* EXERCISE DETAILS *
From the line that contains "pub mod inventory;" to the final line of the entries, return every line exactly and leave out all others.

[RECORDS FOR THIS TASK Boundary: Start]

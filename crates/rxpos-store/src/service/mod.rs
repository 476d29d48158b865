//! # Orchestration Services
//!
//! Services glue the pure core logic to the repository seams: they load
//! state, apply a core operation, and persist the result together with its
//! audit record.
//!
//! ## Persistence Ordering
//! ```text
//! ┌─────────────────────────────────────────────────────────────────────────┐
//! │  1. Load aggregate(s) from repositories                                 │
//! │  2. Apply core mutation in memory (may fail, nothing persisted yet)     │
//! │  3. Save mutated aggregate(s)                                           │
//! │  4. Append audit record                                                 │
//! │       └─ append failure is logged at ERROR and never unwinds the        │
//! │          already-persisted stock change                                 │
//! └─────────────────────────────────────────────────────────────────────────┘
//! ```

pub mod inventory;
pub mod packaging;
pub mod transfer;

use tracing::error;

use rxpos_core::adjustment::StockAdjustment;

use crate::repository::AdjustmentLog;

/// Appends an audit record, logging instead of failing when the log is
/// unavailable. The stock change it describes is already persisted.
pub(crate) async fn append_audit<A: AdjustmentLog + ?Sized>(log: &A, adjustment: StockAdjustment) {
    let id = adjustment.id.clone();
    if let Err(e) = log.append(adjustment).await {
        error!(adjustment_id = %id, error = %e, "Failed to append stock adjustment");
    }
}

[RECORDS FOR THIS TASK Boundary: End]

* SOLUTION TO THIS EXERCISE *
pub mod inventory;
pub mod packaging;
pub mod transfer;

use tracing::error;

use rxpos_core::adjustment::StockAdjustment;

use crate::repository::AdjustmentLog;

/// Appends an audit record, logging instead of failing when the log is
/// unavailable. The stock change it describes is already persisted.
pub(crate) async fn append_audit<A: AdjustmentLog + ?Sized>(log: &A, adjustment: StockAdjustment) {
    let id = adjustment.id.clone();
    if let Err(e) = log.append(adjustment).await {
        error!(adjustment_id = %id, error = %e, "Failed to append stock adjustment");
    }
}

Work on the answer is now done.